Слово «канон» в китайском языке производен от понятия основной нити в ткани, т. е. той самой сокровенной преемственности, которая составляет природу предвечного Пути мироздания. Предмет канона – вечно преемственная конкретность бытия, вечно живое в жизни, которое соединяет в себе уникальное и всеобщее и потому закрепляется в традиции как символический тип, вариации одной темы, серия моментов бытия, отмеченных печатью одной индивидуальности. Эта реальность проявляется сквозь мерцание, бесконечные переливы смысла как настоятельность настоящего, действительность вечно отсутствующего. Она лежит у истоков утонченного душевного трепета, который составляет смысл духовной жизни. Превосходный образ такого рода переливчатости понятий и самого «предмета» стратегического действия встречается у ученого XIV в. Лю Иня, который заметил: «Когда читаешь военные каноны, кажется, что перед глазами все переливается и играет, словно жемчужины катаются на блюде, и нет ничего застывшего». Суждение Лю Иня по-своему вполне традиционно. Оно заставляет вспомнить эффект «превращений обманчивой видимости» (бянь хуань), который превыше всего ценили в картине китайские знатоки живописи. «Обманчивость» здесь – ключевая категория также и китайской стратегии – есть, собственно, признак того, что перемены хранят в себе нечто непреходящее, а каждое действие удостоверяет бесконечную действенность. Стратегия для Сунь-цзы есть именно «правда обмана».

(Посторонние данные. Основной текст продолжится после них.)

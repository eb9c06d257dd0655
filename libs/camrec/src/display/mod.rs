// Copyright (c) 2025 Jonathan Fontanez
// SPDX-License-Identifier: BUSL-1.1

//! Frame preview.

#[cfg(feature = "preview")]
mod window;

#[cfg(feature = "preview")]
pub use window::PreviewWindow;

use std::time::Duration;

use crate::core::{ConvertedFrame, KeyPress, PreviewDisplay, Result};

/// Display that shows nothing and never reports a key.
#[derive(Debug, Default)]
pub struct HeadlessDisplay {
    frames_shown: u64,
}

impl HeadlessDisplay {
    pub fn new() -> Self {
        Self::default()
    }

    pub fn frames_shown(&self) -> u64 {
        self.frames_shown
    }
}

impl PreviewDisplay for HeadlessDisplay {
    fn show(&mut self, _frame: &ConvertedFrame) -> Result<()> {
        self.frames_shown += 1;
        Ok(())
    }

    fn wait_key(&mut self, _timeout: Duration) -> Result<Option<KeyPress>> {
        Ok(None)
    }
}

/// Pack the visible region of a BGR8 frame as `0x00RRGGBB` words.
pub fn bgr_to_xrgb(frame: &ConvertedFrame) -> Vec<u32> {
    let mut out = Vec::with_capacity(frame.width as usize * frame.height as usize);
    for y in 0..frame.height {
        out.extend(
            frame
                .row(y)
                .chunks_exact(3)
                .map(|bgr| (u32::from(bgr[2]) << 16) | (u32::from(bgr[1]) << 8) | u32::from(bgr[0])),
        );
    }
    out
}

/// Nearest-neighbor scale of a packed `src_w` x `src_h` image into `dst`.
pub fn scale_nearest(src: &[u32], src_w: u32, src_h: u32, dst: &mut [u32], dst_w: u32, dst_h: u32) {
    if src_w == 0 || src_h == 0 || dst_w == 0 || dst_h == 0 {
        return;
    }
    for y in 0..dst_h {
        let sy = (y as u64 * src_h as u64 / dst_h as u64) as usize;
        let src_row = &src[sy * src_w as usize..(sy + 1) * src_w as usize];
        let dst_row = &mut dst[y as usize * dst_w as usize..(y as usize + 1) * dst_w as usize];
        for (x, px) in dst_row.iter_mut().enumerate() {
            let sx = (x as u64 * src_w as u64 / dst_w as u64) as usize;
            *px = src_row[sx];
        }
    }
}

#[cfg(test)]
mod tests {
    use super::*;

    #[test]
    fn test_xrgb_packing_ignores_padding() {
        let mut frame = ConvertedFrame::blank(0, 2, 1, 2, 1);
        frame.data[..6].copy_from_slice(&[0x10, 0x20, 0x30, 0x01, 0x02, 0x03]);
        frame.data[6..9].copy_from_slice(&[0xFF, 0xFF, 0xFF]);

        assert_eq!(bgr_to_xrgb(&frame), vec![0x0030_2010, 0x0003_0201]);
    }

    #[test]
    fn test_scale_nearest_doubles() {
        let src = [1, 2, 3, 4];
        let mut dst = [0u32; 16];
        scale_nearest(&src, 2, 2, &mut dst, 4, 4);
        assert_eq!(
            dst,
            [1, 1, 2, 2, 1, 1, 2, 2, 3, 3, 4, 4, 3, 3, 4, 4]
        );
    }

    #[test]
    fn test_headless_never_reports_keys() {
        let mut display = HeadlessDisplay::new();
        display.show(&ConvertedFrame::blank(0, 4, 4, 0, 0)).unwrap();
        assert_eq!(display.wait_key(Duration::from_millis(1)).unwrap(), None);
        assert_eq!(display.frames_shown(), 1);
    }
}
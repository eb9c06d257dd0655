// Copyright (c) 2025 Jonathan Fontanez
// SPDX-License-Identifier: BUSL-1.1

//! Size-capped MJPEG/AVI file writer.

use std::fs::File;
use std::io::BufWriter;
use std::path::{Path, PathBuf};

use image::ExtendedColorType;
use image::codecs::jpeg::JpegEncoder;

use crate::core::{ConvertedFrame, RecorderError, Result, VideoConfig, VideoSink};
use crate::mjpeg::avi::AviWriter;

/// Configuration for [`MjpegWriter`].
#[derive(Clone, Debug, PartialEq)]
pub struct MjpegWriterConfig {
    /// First output file. Continuation files are numbered after it.
    pub output_path: PathBuf,
    /// Playback frame rate, normally the camera's negotiated rate.
    pub frame_rate: f64,
    /// JPEG quality, 1-100.
    pub quality: u8,
    /// Size cap per file, in bytes.
    pub max_file_size: u64,
}

impl MjpegWriterConfig {
    pub fn new(output_path: PathBuf, video: &VideoConfig, frame_rate: f64) -> Self {
        Self {
            output_path,
            frame_rate,
            quality: video.quality,
            max_file_size: video.max_file_size_bytes(),
        }
    }
}

/// Path of the `index`-th file of a recording.
///
/// Index 0 is the requested path; later files get a four-digit suffix on the
/// stem: `run.avi`, `run-0001.avi`, `run-0002.avi`, ...
pub fn segment_path(base: &Path, index: u32) -> PathBuf {
    if index == 0 {
        return base.to_path_buf();
    }
    let stem = base
        .file_stem()
        .map(|s| s.to_string_lossy().into_owned())
        .unwrap_or_default();
    let name = match base.extension() {
        Some(ext) => format!("{}-{:04}.{}", stem, index, ext.to_string_lossy()),
        None => format!("{}-{:04}", stem, index),
    };
    base.with_file_name(name)
}

/// MJPEG writer that continues in a new file when the size cap is reached.
pub struct MjpegWriter {
    config: MjpegWriterConfig,
    segment: Option<AviWriter<BufWriter<File>>>,
    segments: Vec<PathBuf>,
    dimensions: Option<(u32, u32)>,
    frames_written: u64,
    jpeg: Vec<u8>,
}

impl MjpegWriter {
    /// Create the first output file.
    pub fn open(config: MjpegWriterConfig) -> Result<Self> {
        if !(1..=100).contains(&config.quality) {
            return Err(RecorderError::Configuration(format!(
                "JPEG quality must be within 1..=100, got {}",
                config.quality
            )));
        }
        let mut writer = Self {
            config,
            segment: None,
            segments: Vec::new(),
            dimensions: None,
            frames_written: 0,
            jpeg: Vec::new(),
        };
        writer.start_segment()?;
        tracing::info!(
            "Opened MJPEG writer {} ({:.2} fps, quality {}, max {} MB)",
            writer.config.output_path.display(),
            writer.config.frame_rate,
            writer.config.quality,
            writer.config.max_file_size / (1024 * 1024)
        );
        Ok(writer)
    }

    /// Files created so far, in order.
    pub fn segments(&self) -> &[PathBuf] {
        &self.segments
    }

    pub fn frames_written(&self) -> u64 {
        self.frames_written
    }

    fn start_segment(&mut self) -> Result<()> {
        let path = segment_path(&self.config.output_path, self.segments.len() as u32);
        let file = File::create(&path).map_err(|e| {
            RecorderError::Encoding(format!("Failed to create {}: {}", path.display(), e))
        })?;
        let mut avi = AviWriter::new(BufWriter::new(file), self.config.frame_rate)?;
        if let Some((width, height)) = self.dimensions {
            avi.set_dimensions(width, height);
        }
        tracing::debug!("Started video file {}", path.display());
        self.segment = Some(avi);
        self.segments.push(path);
        Ok(())
    }

    fn finish_segment(&mut self) -> Result<()> {
        if let Some(avi) = self.segment.take() {
            let frames = avi.frame_count();
            avi.finish()?;
            if let Some(path) = self.segments.last() {
                tracing::info!("Closed video file {} ({} frames)", path.display(), frames);
            }
        }
        Ok(())
    }

    fn encode(&mut self, frame: &ConvertedFrame) -> Result<()> {
        self.jpeg.clear();
        JpegEncoder::new_with_quality(&mut self.jpeg, self.config.quality)
            .encode(
                &frame.to_rgb_packed(),
                frame.width,
                frame.height,
                ExtendedColorType::Rgb8,
            )
            .map_err(|e| RecorderError::Encoding(format!("frame {}: {}", frame.frame_id, e)))
    }
}

impl VideoSink for MjpegWriter {
    fn append(&mut self, frame: &ConvertedFrame) -> Result<()> {
        match self.dimensions {
            None => {
                self.dimensions = Some((frame.width, frame.height));
                if let Some(avi) = self.segment.as_mut() {
                    avi.set_dimensions(frame.width, frame.height);
                }
            }
            Some((width, height)) if (width, height) != (frame.width, frame.height) => {
                return Err(RecorderError::Encoding(format!(
                    "frame {} is {}x{}, recording is {}x{}",
                    frame.frame_id, frame.width, frame.height, width, height
                )));
            }
            Some(_) => {}
        }

        self.encode(frame)?;

        let needs_rollover = match self.segment.as_ref() {
            None => {
                return Err(RecorderError::Encoding("video writer is closed".into()));
            }
            Some(avi) => {
                let projected = avi.projected_len(self.jpeg.len());
                if projected > self.config.max_file_size && avi.is_empty() {
                    tracing::warn!(
                        "Frame {} alone exceeds the {} byte file cap, writing it anyway",
                        frame.frame_id,
                        self.config.max_file_size
                    );
                }
                projected > self.config.max_file_size && !avi.is_empty()
            }
        };

        if needs_rollover {
            self.finish_segment()?;
            self.start_segment()?;
        }

        if let Some(avi) = self.segment.as_mut() {
            avi.write_frame(&self.jpeg)?;
        }
        self.frames_written += 1;
        Ok(())
    }

    fn close(&mut self) -> Result<()> {
        self.finish_segment()?;
        tracing::info!(
            "Video writer closed: {} frames in {} file(s)",
            self.frames_written,
            self.segments.len()
        );
        Ok(())
    }
}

Эта неизменность перемен, она же чистая действенность действий есть еще одно название для истины китайской стратегии, именуемой Великим Путем. Последний, в отличие от путей человеческих, неисчислим и никуда не ведет, но только возвращает к истоку всего сущего. Этот путь, который, как говорили китайские учителя, воплощается в одном неисчерпаемом «мгновении покоя»; он равнозначен бездне неделания. Истинно стратегическое действие не имеет внеположенной ему цели по той простой причине, что оно всегда возвращает к своей глубинной предоснове. В действительности оно имеет характер собирания, восстановления целостности сущего. Как сказано в даосском каноне «Дао-Дэ цзин», «возвращение есть действие Пути». Эта мысль повторяется древними китайскими стратегами с настойчивостью, выдающую глубокую убежденность в правоте и исключительной важности этого парадокса.